Problem to solve
Show all lines below holding the string "offset".

Working data

__________

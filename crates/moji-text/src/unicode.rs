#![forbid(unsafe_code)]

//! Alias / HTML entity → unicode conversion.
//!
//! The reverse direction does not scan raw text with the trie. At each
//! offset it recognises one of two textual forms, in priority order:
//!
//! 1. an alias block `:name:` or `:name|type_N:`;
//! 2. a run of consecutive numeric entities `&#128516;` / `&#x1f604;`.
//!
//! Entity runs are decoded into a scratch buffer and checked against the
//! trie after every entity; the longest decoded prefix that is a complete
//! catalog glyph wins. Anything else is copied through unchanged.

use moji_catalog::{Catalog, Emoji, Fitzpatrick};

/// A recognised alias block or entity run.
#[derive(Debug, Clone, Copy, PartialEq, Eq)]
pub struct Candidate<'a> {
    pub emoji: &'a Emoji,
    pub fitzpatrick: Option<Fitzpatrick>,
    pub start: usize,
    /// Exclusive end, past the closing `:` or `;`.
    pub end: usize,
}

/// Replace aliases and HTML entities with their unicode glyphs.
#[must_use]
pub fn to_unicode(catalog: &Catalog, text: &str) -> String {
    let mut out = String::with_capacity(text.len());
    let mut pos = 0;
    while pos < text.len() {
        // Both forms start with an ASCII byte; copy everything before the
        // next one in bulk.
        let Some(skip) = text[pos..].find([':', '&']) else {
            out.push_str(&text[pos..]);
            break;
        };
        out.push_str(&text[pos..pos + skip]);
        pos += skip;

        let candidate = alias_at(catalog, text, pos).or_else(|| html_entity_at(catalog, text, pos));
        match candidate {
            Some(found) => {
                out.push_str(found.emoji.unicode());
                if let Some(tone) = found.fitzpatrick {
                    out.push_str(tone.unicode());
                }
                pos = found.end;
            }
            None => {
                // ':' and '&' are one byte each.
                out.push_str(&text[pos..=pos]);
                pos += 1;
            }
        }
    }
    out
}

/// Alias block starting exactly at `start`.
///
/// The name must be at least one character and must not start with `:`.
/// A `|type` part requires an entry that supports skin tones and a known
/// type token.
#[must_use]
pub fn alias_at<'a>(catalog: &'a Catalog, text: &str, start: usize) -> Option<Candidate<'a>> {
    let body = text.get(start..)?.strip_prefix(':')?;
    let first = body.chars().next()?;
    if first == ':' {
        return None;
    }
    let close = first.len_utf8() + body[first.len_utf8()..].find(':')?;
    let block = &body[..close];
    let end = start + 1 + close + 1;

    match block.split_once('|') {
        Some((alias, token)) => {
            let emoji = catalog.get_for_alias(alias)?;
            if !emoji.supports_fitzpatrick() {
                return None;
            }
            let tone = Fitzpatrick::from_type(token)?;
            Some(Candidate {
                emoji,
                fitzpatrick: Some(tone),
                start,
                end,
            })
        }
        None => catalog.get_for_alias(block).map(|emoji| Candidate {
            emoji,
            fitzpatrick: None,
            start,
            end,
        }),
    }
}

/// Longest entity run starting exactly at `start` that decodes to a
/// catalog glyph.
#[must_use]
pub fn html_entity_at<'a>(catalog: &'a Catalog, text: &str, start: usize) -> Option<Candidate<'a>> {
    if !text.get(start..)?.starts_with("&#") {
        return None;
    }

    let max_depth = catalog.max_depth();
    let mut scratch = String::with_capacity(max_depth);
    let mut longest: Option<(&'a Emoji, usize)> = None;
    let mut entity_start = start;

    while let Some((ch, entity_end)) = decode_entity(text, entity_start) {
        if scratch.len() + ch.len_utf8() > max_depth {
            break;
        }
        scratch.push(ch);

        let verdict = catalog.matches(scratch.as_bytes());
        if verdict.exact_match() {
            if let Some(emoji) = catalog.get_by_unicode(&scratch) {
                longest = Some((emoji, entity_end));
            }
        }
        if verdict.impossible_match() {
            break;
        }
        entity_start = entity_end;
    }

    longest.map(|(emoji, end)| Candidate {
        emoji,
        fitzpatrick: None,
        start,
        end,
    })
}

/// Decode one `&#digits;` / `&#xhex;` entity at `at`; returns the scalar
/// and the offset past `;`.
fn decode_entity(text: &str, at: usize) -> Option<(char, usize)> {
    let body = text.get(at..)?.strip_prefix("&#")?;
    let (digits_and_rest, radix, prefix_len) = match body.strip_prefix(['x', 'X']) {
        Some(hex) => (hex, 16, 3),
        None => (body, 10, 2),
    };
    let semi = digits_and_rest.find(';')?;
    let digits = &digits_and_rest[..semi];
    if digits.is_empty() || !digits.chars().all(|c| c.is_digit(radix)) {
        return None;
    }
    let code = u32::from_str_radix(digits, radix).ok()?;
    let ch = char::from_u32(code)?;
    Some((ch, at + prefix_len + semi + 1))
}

__________

Written response
//! offset it recognises one of two textual forms, in priority order:
/// and the offset past `;`.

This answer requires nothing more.